■ YOUR GOAL:
The lines you return must be all those in the data that hold the string "number".

(Collected data entries)
:::::

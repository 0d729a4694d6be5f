//! Schema bootstrap
//!
//! There is no migration history: every statement is idempotent and runs at
//! startup. Cascades are also performed explicitly by the repositories, the
//! `ON DELETE CASCADE` clauses only back them up.

use sqlx::SqlitePool;

const STATEMENTS: &[&str] = &[
    r#"
    CREATE TABLE IF NOT EXISTS categories (
        id INTEGER PRIMARY KEY AUTOINCREMENT,
        name TEXT NOT NULL UNIQUE
    )
    "#,
    r#"
    CREATE TABLE IF NOT EXISTS quiz_collections (
        id INTEGER PRIMARY KEY AUTOINCREMENT,
        title TEXT NOT NULL,
        description TEXT NOT NULL,
        difficulty TEXT NOT NULL DEFAULT 'Medium',
        category_id INTEGER NOT NULL REFERENCES categories(id) ON DELETE CASCADE,
        created_at TEXT NOT NULL
    )
    "#,
    r#"
    CREATE TABLE IF NOT EXISTS quizzes (
        id INTEGER PRIMARY KEY AUTOINCREMENT,
        question TEXT NOT NULL,
        option1 TEXT NOT NULL,
        option2 TEXT NOT NULL,
        option3 TEXT NOT NULL,
        option4 TEXT NOT NULL,
        correct_answer TEXT NOT NULL,
        collection_id INTEGER NOT NULL REFERENCES quiz_collections(id) ON DELETE CASCADE
    )
    "#,
    r#"
    CREATE TABLE IF NOT EXISTS results (
        id INTEGER PRIMARY KEY AUTOINCREMENT,
        username TEXT NOT NULL,
        score INTEGER NOT NULL,
        total_questions INTEGER NOT NULL,
        timestamp TEXT NOT NULL
    )
    "#,
    "CREATE INDEX IF NOT EXISTS idx_quiz_collections_category ON quiz_collections(category_id)",
    "CREATE INDEX IF NOT EXISTS idx_quizzes_collection ON quizzes(collection_id)",
    "CREATE INDEX IF NOT EXISTS idx_results_timestamp ON results(timestamp)",
];

/// Create all tables and indexes that do not exist yet.
pub async fn run(pool: &SqlitePool) -> Result<(), sqlx::Error> {
    tracing::info!("Ensuring database schema...");

    for statement in STATEMENTS {
        sqlx::query(statement).execute(pool).await?;
    }

    tracing::info!("Database schema ready");
    Ok(())
}

#[cfg(test)]
mod tests {
    use super::*;
    use crate::db::create_pool;

    #[tokio::test]
    async fn schema_is_idempotent() {
        let dir = tempfile::tempdir().expect("tempdir");
        let url = format!("sqlite://{}", dir.path().join("schema.db").display());
        let pool = create_pool(&url).await.expect("pool");

        run(&pool).await.expect("first run");
        run(&pool).await.expect("second run");

        let tables: Vec<(String,)> = sqlx::query_as(
            "SELECT name FROM sqlite_master WHERE type = 'table' AND name NOT LIKE 'sqlite_%' ORDER BY name",
        )
        .fetch_all(&pool)
        .await
        .expect("list tables");

        let names: Vec<_> = tables.into_iter().map(|(n,)| n).collect();
        assert_eq!(
            names,
            ["categories", "quiz_collections", "quizzes", "results"]
        );
    }
}
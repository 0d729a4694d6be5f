//! Database layer - connection pool, schema and repositories
//!
//! # Design Principles
//!
//! - Connection pool passed in explicitly - no process-wide handle
//! - Collection lists carry question counts via JOIN - no N+1 queries
//! - Rely on DB constraints, map violations - no check-then-insert
//! - Transactions for multi-step operations (batch create, cascade delete)

pub mod pool;
pub mod repos;
pub mod schema;

pub use pool::{create_pool, create_pool_with_options, DEFAULT_DATABASE_URL};
pub use repos::*;
//! # Status API
//!
//! Builds the axum router that exposes the node's HTTP interface.
//! All endpoints share application state through axum's `State` extractor.
//!
//! ## Endpoints
//!
//! | Method | Path                | Description                              |
//! |--------|---------------------|------------------------------------------|
//! | GET    | `/health`           | Liveness probe                           |
//! | GET    | `/status`           | Every node's state, topics and counters  |
//! | GET    | `/nodes/:peer_id`   | One node's status                        |
//! | GET    | `/blocks/:hash`     | Block summary from any node's query path |
//! | GET    | `/metrics`          | Prometheus text exposition               |

use axum::{
    extract::{Path, State},
    http::{Method, StatusCode},
    response::IntoResponse,
    routing::get,
    Json, Router,
};
use serde::{Deserialize, Serialize};
use std::sync::Arc;
use tower_http::cors::{Any, CorsLayer};
use tower_http::trace::TraceLayer;

use shardnet_protocol::network::{NodeQuery, NodeState, StatsSnapshot};
use shardnet_protocol::{ContentHash, Location, P2pNode};

use crate::metrics::{self, NodeMetrics};

// ---------------------------------------------------------------------------
// Application State
// ---------------------------------------------------------------------------

/// Shared application state available to all request handlers.
///
/// Cheap to clone; everything sits behind `Arc`.
#[derive(Clone)]
pub struct AppState {
    /// The binary's reported version string.
    pub version: String,
    /// Shard the served nodes resolve in.
    pub location: Location,
    pub nodes: Arc<Vec<Arc<P2pNode>>>,
    pub metrics: Arc<NodeMetrics>,
}

// ---------------------------------------------------------------------------
// Response Types
// ---------------------------------------------------------------------------

/// Response payload for `GET /status`.
#[derive(Debug, Serialize, Deserialize)]
pub struct StatusResponse {
    pub version: String,
    /// Protocol id spoken on streams.
    pub protocol: String,
    pub location: String,
    /// Counters summed over every node.
    pub totals: StatsSnapshot,
    pub nodes: Vec<NodeStatus>,
    /// RFC 3339 timestamp of the response.
    pub timestamp: String,
}

/// One node's entry in `/status` and `/nodes/:peer_id`.
#[derive(Debug, Serialize, Deserialize)]
pub struct NodeStatus {
    pub peer_id: String,
    pub state: NodeState,
    pub topics: Vec<String>,
    pub cached_blocks: usize,
    pub cached_headers: usize,
    pub cached_transactions: usize,
    pub stats: StatsSnapshot,
}

impl NodeStatus {
    fn of(node: &P2pNode) -> Self {
        let caches = node.caches();
        Self {
            peer_id: node.peer_id().to_string(),
            state: node.state(),
            topics: node.topics(),
            cached_blocks: caches.blocks.len(),
            cached_headers: caches.headers.len(),
            cached_transactions: caches.transactions.len(),
            stats: node.stats(),
        }
    }
}

/// Response payload for `GET /blocks/:hash`.
#[derive(Debug, Serialize, Deserialize)]
pub struct BlockResponse {
    pub hash: String,
    pub parent_hash: String,
    pub number: u64,
    pub location: String,
    pub tx_count: usize,
    /// Peer id of the node that answered.
    pub served_by: String,
}

// ---------------------------------------------------------------------------
// Router Construction
// ---------------------------------------------------------------------------

/// Builds the full axum [`Router`] with all routes, CORS, and tracing.
pub fn create_router(state: AppState) -> Router {
    let cors = CorsLayer::new()
        .allow_origin(Any)
        .allow_methods([Method::GET, Method::OPTIONS])
        .allow_headers(Any);

    Router::new()
        .route("/health", get(health_handler))
        .route("/status", get(status_handler))
        .route("/nodes/:peer_id", get(node_handler))
        .route("/blocks/:hash", get(block_handler))
        .route("/metrics", get(metrics_handler))
        .layer(cors)
        .layer(TraceLayer::new_for_http())
        .with_state(state)
}

// ---------------------------------------------------------------------------
// Handlers
// ---------------------------------------------------------------------------

fn error(status: StatusCode, message: impl Into<String>) -> axum::response::Response {
    (status, Json(serde_json::json!({ "error": message.into() }))).into_response()
}

/// `GET /health`: 200 while the process is up.
async fn health_handler() -> impl IntoResponse {
    (StatusCode::OK, Json(serde_json::json!({ "status": "ok" })))
}

async fn status_handler(State(state): State<AppState>) -> impl IntoResponse {
    let nodes: Vec<NodeStatus> = state.nodes.iter().map(|n| NodeStatus::of(n)).collect();
    let totals = metrics::total(nodes.iter().map(|n| &n.stats));

    Json(StatusResponse {
        version: state.version.clone(),
        protocol: shardnet_protocol::config::PROTOCOL_ID.to_string(),
        location: state.location.name(),
        totals,
        nodes,
        timestamp: chrono::Utc::now().to_rfc3339(),
    })
}

async fn node_handler(
    State(state): State<AppState>,
    Path(peer_id): Path<String>,
) -> axum::response::Response {
    match state
        .nodes
        .iter()
        .find(|n| n.peer_id().to_string() == peer_id)
    {
        Some(node) => Json(NodeStatus::of(node)).into_response(),
        None => error(StatusCode::NOT_FOUND, format!("no node {peer_id}")),
    }
}

/// `GET /blocks/:hash`: asks each node's local query path (cache, then
/// consensus) in turn. Never goes to the network.
async fn block_handler(
    State(state): State<AppState>,
    Path(hash): Path<String>,
) -> axum::response::Response {
    let Some(hash) = hex::decode(hash.trim_start_matches("0x"))
        .ok()
        .and_then(|bytes| ContentHash::from_slice(&bytes))
    else {
        return error(StatusCode::BAD_REQUEST, "hash must be 32 hex-encoded bytes");
    };

    for node in state.nodes.iter() {
        if let Some(block) = node.get_block(&hash, &state.location).await {
            return Json(BlockResponse {
                hash: block.hash().to_hex(),
                parent_hash: block.header.parent_hash.to_hex(),
                number: block.header.number,
                location: block.location().name(),
                tx_count: block.transactions.len(),
                served_by: node.peer_id().to_string(),
            })
            .into_response();
        }
    }
    error(StatusCode::NOT_FOUND, format!("block {} not found", hash.to_hex()))
}

/// `GET /metrics`: samples every node's counters, then renders the registry.
async fn metrics_handler(State(state): State<AppState>) -> axum::response::Response {
    let snapshots: Vec<StatsSnapshot> = state.nodes.iter().map(|n| n.stats()).collect();
    let cached_blocks: usize = state.nodes.iter().map(|n| n.caches().blocks.len()).sum();

    state.metrics.nodes.set(state.nodes.len() as i64);
    state.metrics.cached_blocks.set(cached_blocks as i64);
    state.metrics.observe(&metrics::total(&snapshots));

    match state.metrics.encode() {
        Ok(body) => (
            StatusCode::OK,
            [("content-type", "text/plain; version=0.0.4; charset=utf-8")],
            body,
        )
            .into_response(),
        Err(e) => {
            tracing::error!(error = %e, "failed to encode metrics");
            error(StatusCode::INTERNAL_SERVER_ERROR, "metrics encoding failed")
        }
    }
}

#[cfg(test)]
mod tests {
    use super::*;
    use axum::body::Body;
    use axum::http::Request;
    use http_body_util::BodyExt;
    use shardnet_protocol::config::NodeConfig;
    use shardnet_protocol::network::{Capabilities, MemoryBackend, MemoryNetwork};
    use shardnet_protocol::{Block, Header};
    use tower::ServiceExt;

    struct Fixture {
        state: AppState,
        backends: Vec<Arc<MemoryBackend>>,
    }

    async fn make_fixture(count: usize) -> Fixture {
        let network = MemoryNetwork::new();
        let mut nodes = Vec::new();
        let mut backends = Vec::new();
        for _ in 0..count {
            let backend = Arc::new(MemoryBackend::new());
            let config = NodeConfig {
                solo: true,
                ..NodeConfig::default()
            };
            let node = P2pNode::new(
                config,
                Capabilities::from_host(network.add_peer()),
                backend.clone(),
            );
            node.start().await.unwrap();
            nodes.push(Arc::new(node));
            backends.push(backend);
        }
        Fixture {
            state: AppState {
                version: "0.1.0-test".into(),
                location: Location::Zone(0, 0),
                nodes: Arc::new(nodes),
                metrics: Arc::new(NodeMetrics::new().unwrap()),
            },
            backends,
        }
    }

    fn make_block(number: u64) -> Block {
        Block::new(
            Header {
                parent_hash: ContentHash::ZERO,
                number,
                location: Location::Zone(0, 0),
                state_root: ContentHash::ZERO,
                tx_root: ContentHash::ZERO,
                gas_limit: 8_000_000,
                gas_used: 0,
                timestamp: 1_700_000_000_000,
            },
            Vec::new(),
        )
    }

    /// Sends a GET request and returns the (status, body_bytes).
    async fn get(router: &Router, path: &str) -> (StatusCode, Vec<u8>) {
        let req = Request::builder().uri(path).body(Body::empty()).unwrap();
        let resp = router.clone().oneshot(req).await.unwrap();
        let status = resp.status();
        let body = resp
            .into_body()
            .collect()
            .await
            .unwrap()
            .to_bytes()
            .to_vec();
        (status, body)
    }

    #[tokio::test]
    async fn health_endpoint_returns_ok() {
        let fixture = make_fixture(1).await;
        let router = create_router(fixture.state);
        let (status, body) = get(&router, "/health").await;
        assert_eq!(status, StatusCode::OK);
        let json: serde_json::Value = serde_json::from_slice(&body).unwrap();
        assert_eq!(json["status"], "ok");
    }

    #[tokio::test]
    async fn status_lists_every_node() {
        let fixture = make_fixture(3).await;
        let first = fixture.state.nodes[0].clone();
        first.caches().blocks.insert(make_block(1).hash(), make_block(1));

        let router = create_router(fixture.state);
        let (status, body) = get(&router, "/status").await;
        assert_eq!(status, StatusCode::OK);

        let resp: StatusResponse = serde_json::from_slice(&body).unwrap();
        assert_eq!(resp.protocol, "/shardnet/1.0.0");
        assert_eq!(resp.location, "zone-0-0");
        assert_eq!(resp.nodes.len(), 3);
        assert_eq!(resp.nodes[0].peer_id, first.peer_id().to_string());
        assert_eq!(resp.nodes[0].state, NodeState::Running);
        assert_eq!(resp.nodes[0].cached_blocks, 1);
        assert_eq!(resp.totals, StatsSnapshot::default());
    }

    #[tokio::test]
    async fn node_endpoint_finds_by_peer_id() {
        let fixture = make_fixture(2).await;
        let second = fixture.state.nodes[1].peer_id().to_string();
        let router = create_router(fixture.state);

        let (status, body) = get(&router, &format!("/nodes/{second}")).await;
        assert_eq!(status, StatusCode::OK);
        let node: NodeStatus = serde_json::from_slice(&body).unwrap();
        assert_eq!(node.peer_id, second);

        let (status, _) = get(&router, "/nodes/unknown").await;
        assert_eq!(status, StatusCode::NOT_FOUND);
    }

    #[tokio::test]
    async fn block_endpoint_falls_back_to_consensus() {
        let fixture = make_fixture(2).await;
        let block = make_block(9);
        fixture.backends[1].insert_block(block.clone());
        let holder = fixture.state.nodes[1].peer_id().to_string();
        let router = create_router(fixture.state);

        let (status, body) = get(&router, &format!("/blocks/{}", block.hash().to_hex())).await;
        assert_eq!(status, StatusCode::OK);
        let resp: BlockResponse = serde_json::from_slice(&body).unwrap();
        assert_eq!(resp.number, 9);
        assert_eq!(resp.location, "zone-0-0");
        assert_eq!(resp.tx_count, 0);
        assert_eq!(resp.served_by, holder);
    }

    #[tokio::test]
    async fn block_endpoint_rejects_bad_and_unknown_hashes() {
        let fixture = make_fixture(1).await;
        let router = create_router(fixture.state);

        let (status, _) = get(&router, "/blocks/not-hex").await;
        assert_eq!(status, StatusCode::BAD_REQUEST);

        let (status, _) = get(&router, "/blocks/abcd").await;
        assert_eq!(status, StatusCode::BAD_REQUEST);

        let missing = ContentHash::digest(b"missing").to_hex();
        let (status, _) = get(&router, &format!("/blocks/{missing}")).await;
        assert_eq!(status, StatusCode::NOT_FOUND);
    }

    #[tokio::test]
    async fn metrics_endpoint_samples_node_counters() {
        let fixture = make_fixture(2).await;
        let node = fixture.state.nodes[0].clone();
        let block = make_block(3);
        node.caches().blocks.insert(block.hash(), block.clone());
        node.request_block(block.hash(), Location::Zone(0, 0))
            .await
            .unwrap();

        let router = create_router(fixture.state);
        let (status, body) = get(&router, "/metrics").await;
        assert_eq!(status, StatusCode::OK);

        let text = String::from_utf8(body).unwrap();
        assert!(text.contains("shardnet_nodes 2"));
        assert!(text.contains("shardnet_cached_blocks 1"));
        assert!(text.contains("shardnet_cache_hits 1"));
    }
}
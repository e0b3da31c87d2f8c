//! # Resolution Orchestrator
//!
//! Finds a block, header or transaction that is not available locally.
//!
//! ## Algorithm
//!
//! ```text
//! 1. cache           hit → done, no network traffic
//! 2. gossip peers    every mesh peer of the (location, kind) topic, in order
//! 3. DHT rounds      up to `max_dht_query_retries` rounds of
//!                    `peers_per_dht_query` providers, sleeping
//!                    `dht_query_retry_interval` after each empty round
//! 4. exhaustion      channel closes without a value
//! ```
//!
//! The first peer that answers with an object carrying the requested hash
//! wins: the object is cached, this node announces itself as a provider for
//! the shard, and the value is pushed. Peers that fail or answer "not
//! found" are skipped and never retried within the same stage. Peers are
//! queried one at a time.
//!
//! A caller sees either exactly one value or a closed, empty channel. Those
//! two outcomes do not distinguish "nobody has it" from "nobody answered in
//! time"; callers that care wrap the request in their own deadline and retry.

use std::sync::Arc;

use dashmap::DashSet;
use futures::StreamExt;
use libp2p::PeerId;
use tokio::sync::oneshot;
use tracing::{debug, info, warn};

use crate::config::{FrameConfig, ResolutionConfig};
use crate::network::cache::{ResultCache, ResultCaches};
use crate::network::dht::DhtRouter;
use crate::network::gossip::GossipRelay;
use crate::network::handler::request_from_peer;
use crate::network::stats::NetworkStats;
use crate::network::topic::DataKind;
use crate::network::transport::Transport;
use crate::types::{Block, ContentHash, Header, Location, Transaction};
use crate::wire::{Payload, Request};

/// Something the resolver can look up by hash.
pub trait Resolvable: Clone + Send + Sync + 'static {
    const KIND: DataKind;

    /// Extracts `Self` from a response payload of the matching variant.
    fn from_payload(payload: Payload) -> Option<Self>;

    fn cache(caches: &ResultCaches) -> &ResultCache<Self>;
}

impl Resolvable for Block {
    const KIND: DataKind = DataKind::Block;

    fn from_payload(payload: Payload) -> Option<Self> {
        match payload {
            Payload::Block(block) => Some(block),
            _ => None,
        }
    }

    fn cache(caches: &ResultCaches) -> &ResultCache<Self> {
        &caches.blocks
    }
}

impl Resolvable for Header {
    const KIND: DataKind = DataKind::Header;

    fn from_payload(payload: Payload) -> Option<Self> {
        match payload {
            Payload::Header(header) => Some(header),
            _ => None,
        }
    }

    fn cache(caches: &ResultCaches) -> &ResultCache<Self> {
        &caches.headers
    }
}

impl Resolvable for Transaction {
    const KIND: DataKind = DataKind::Transaction;

    fn from_payload(payload: Payload) -> Option<Self> {
        match payload {
            Payload::Transaction(tx) => Some(tx),
            _ => None,
        }
    }

    fn cache(caches: &ResultCaches) -> &ResultCache<Self> {
        &caches.transactions
    }
}

/// Stage that produced a resolved value.
#[derive(Debug, Clone, Copy, PartialEq, Eq)]
enum Source {
    GossipPeer,
    Provider,
}

#[derive(Clone)]
pub struct Resolver {
    transport: Arc<dyn Transport>,
    gossip: Arc<GossipRelay>,
    dht: Arc<DhtRouter>,
    caches: Arc<ResultCaches>,
    banned: Arc<DashSet<PeerId>>,
    frame: FrameConfig,
    resolution: ResolutionConfig,
    stats: Arc<NetworkStats>,
}

impl Resolver {
    pub fn new(
        transport: Arc<dyn Transport>,
        gossip: Arc<GossipRelay>,
        dht: Arc<DhtRouter>,
        caches: Arc<ResultCaches>,
        frame: FrameConfig,
        resolution: ResolutionConfig,
        stats: Arc<NetworkStats>,
    ) -> Self {
        Self {
            transport,
            gossip,
            dht,
            caches,
            banned: Arc::new(DashSet::new()),
            frame,
            resolution,
            stats,
        }
    }

    /// Excludes `peer` from every future resolution.
    pub fn ban(&self, peer: PeerId) {
        self.banned.insert(peer);
    }

    pub fn is_banned(&self, peer: &PeerId) -> bool {
        self.banned.contains(peer)
    }

    /// Starts a resolution on its own task and returns its result channel.
    ///
    /// The receiver yields the value, or `Err(RecvError)` once every stage
    /// came up empty.
    pub fn request<T: Resolvable>(
        &self,
        hash: ContentHash,
        location: Location,
    ) -> oneshot::Receiver<T> {
        let (tx, rx) = oneshot::channel();
        let resolver = self.clone();
        tokio::spawn(async move {
            if let Some(value) = resolver.resolve::<T>(hash, location).await {
                let _ = tx.send(value);
            }
        });
        rx
    }

    /// Runs a resolution to completion on the current task.
    pub async fn resolve<T: Resolvable>(&self, hash: ContentHash, location: Location) -> Option<T> {
        let kind = T::KIND;

        if let Some(value) = T::cache(&self.caches).get(&hash) {
            debug!(%hash, %location, %kind, "resolved from cache");
            self.stats.record_cache_hit();
            return Some(value);
        }

        let peers = match self.gossip.peers_for_topic(&location, kind).await {
            Ok(peers) => peers,
            Err(err) => {
                debug!(%location, %kind, error = %err, "could not list gossip peers");
                Vec::new()
            }
        };
        for peer in peers {
            if let Some(value) = self.try_peer::<T>(peer, hash, location).await {
                return Some(self.commit(hash, location, value, Source::GossipPeer).await);
            }
        }

        let rounds = self.resolution.max_dht_query_retries;
        for round in 1..=rounds {
            let providers: Vec<PeerId> = self
                .dht
                .find_providers(&location, kind, self.resolution.peers_per_dht_query)
                .collect()
                .await;
            debug!(%hash, %location, %kind, round, providers = providers.len(), "DHT round");

            for peer in providers {
                if let Some(value) = self.try_peer::<T>(peer, hash, location).await {
                    return Some(self.commit(hash, location, value, Source::Provider).await);
                }
            }
            tokio::time::sleep(self.resolution.dht_query_retry_interval).await;
        }

        info!(%hash, %location, %kind, rounds, "resolution exhausted");
        self.stats.record_exhausted();
        None
    }

    async fn try_peer<T: Resolvable>(
        &self,
        peer: PeerId,
        hash: ContentHash,
        location: Location,
    ) -> Option<T> {
        if peer == self.transport.local_peer_id() || self.is_banned(&peer) {
            return None;
        }
        let request = Request::new(T::KIND.request_action(), location, hash);
        match request_from_peer(self.transport.as_ref(), peer, request, &self.frame).await {
            Ok(payload) => T::from_payload(payload),
            Err(err) => {
                debug!(%peer, %hash, error = %err, "peer request failed");
                None
            }
        }
    }

    async fn commit<T: Resolvable>(
        &self,
        hash: ContentHash,
        location: Location,
        value: T,
        source: Source,
    ) -> T {
        T::cache(&self.caches).insert(hash, value.clone());
        match source {
            Source::GossipPeer => self.stats.record_gossip_peer_hit(),
            Source::Provider => self.stats.record_dht_hit(),
        }
        let kind = T::KIND;
        if let Err(err) = self.dht.announce(&location, kind).await {
            warn!(%location, %kind, error = %err, "failed to announce provider record");
        }
        debug!(%hash, %location, ?source, "resolved");
        value
    }
}

#[cfg(test)]
mod tests {
    use std::time::Duration;

    use async_trait::async_trait;

    use super::*;
    use crate::config::PROTOCOL_ID;
    use crate::network::handler::{stream_handler, NodeQuery};
    use crate::network::memory::{MemoryNetwork, MemoryPeer};
    use crate::network::transport::GossipEngine;

    struct OneBlock(Block);

    #[async_trait]
    impl NodeQuery for OneBlock {
        async fn get_block(&self, hash: &ContentHash, _: &Location) -> Option<Block> {
            (self.0.hash() == *hash).then(|| self.0.clone())
        }

        async fn get_header(&self, _: &ContentHash, _: &Location) -> Option<Header> {
            None
        }

        async fn get_transaction(&self, _: &ContentHash, _: &Location) -> Option<Transaction> {
            None
        }
    }

    fn make_block() -> Block {
        Block::new(
            Header {
                parent_hash: ContentHash::ZERO,
                number: 3,
                location: Location::Zone(0, 0),
                state_root: ContentHash::ZERO,
                tx_root: ContentHash::ZERO,
                gas_limit: 1,
                gas_used: 0,
                timestamp: 0,
            },
            Vec::new(),
        )
    }

    fn make_resolver(peer: &Arc<MemoryPeer>) -> (Resolver, Arc<GossipRelay>, Arc<NetworkStats>) {
        let stats = Arc::new(NetworkStats::new());
        let gossip = Arc::new(GossipRelay::new(peer.clone(), stats.clone()));
        let resolver = Resolver::new(
            peer.clone(),
            gossip.clone(),
            Arc::new(DhtRouter::new(peer.clone())),
            Arc::new(ResultCaches::new(16)),
            FrameConfig::default(),
            ResolutionConfig {
                max_dht_query_retries: 2,
                peers_per_dht_query: 4,
                dht_query_retry_interval: Duration::from_secs(1),
            },
            stats.clone(),
        );
        (resolver, gossip, stats)
    }

    #[tokio::test]
    async fn cached_value_needs_no_network() {
        let network = MemoryNetwork::new();
        let peer = network.add_peer();
        let (resolver, _, stats) = make_resolver(&peer);
        let block = make_block();
        resolver.caches.blocks.insert(block.hash(), block.clone());

        let got = resolver
            .request::<Block>(block.hash(), Location::Zone(0, 0))
            .await
            .unwrap();
        assert_eq!(got, block);
        assert_eq!(peer.streams_opened(), 0);
        assert_eq!(peer.provider_queries(), 0);
        assert_eq!(stats.snapshot().cache_hits, 1);
    }

    #[tokio::test]
    async fn gossip_peer_answers_first() {
        let network = MemoryNetwork::new();
        let (local, remote) = (network.add_peer(), network.add_peer());
        let block = make_block();
        let zone = Location::Zone(0, 0);
        remote.set_stream_handler(
            PROTOCOL_ID,
            stream_handler(
                Arc::new(OneBlock(block.clone())),
                FrameConfig::default(),
                Arc::new(NetworkStats::new()),
            ),
        );
        remote.join("zone-0-0/blocks").await.unwrap();

        let (resolver, gossip, stats) = make_resolver(&local);
        gossip.subscribe(&zone, DataKind::Block).await.unwrap();

        let got: Block = resolver.resolve(block.hash(), zone).await.unwrap();
        assert_eq!(got, block);
        assert_eq!(local.provider_queries(), 0);
        assert_eq!(stats.snapshot().gossip_peer_hits, 1);
        assert!(resolver.caches.blocks.contains(&block.hash()));
    }

    #[tokio::test(start_paused = true)]
    async fn banned_peers_are_skipped() {
        let network = MemoryNetwork::new();
        let (local, remote) = (network.add_peer(), network.add_peer());
        let block = make_block();
        remote.set_stream_handler(
            PROTOCOL_ID,
            stream_handler(
                Arc::new(OneBlock(block.clone())),
                FrameConfig::default(),
                Arc::new(NetworkStats::new()),
            ),
        );
        remote.join("zone-0-0/blocks").await.unwrap();

        let (resolver, _, stats) = make_resolver(&local);
        resolver.ban(remote.peer_id());

        let got = resolver
            .resolve::<Block>(block.hash(), Location::Zone(0, 0))
            .await;
        assert!(got.is_none());
        assert_eq!(local.streams_opened(), 0);
        assert_eq!(stats.snapshot().exhausted, 1);
    }
}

:::::

■ ANSWER TO THIS PROBLEM:
    pub number: u64,
                number: block.header.number,
    fn make_block(number: u64) -> Block {
                number,
        assert_eq!(resp.number, 9);
                number: 3,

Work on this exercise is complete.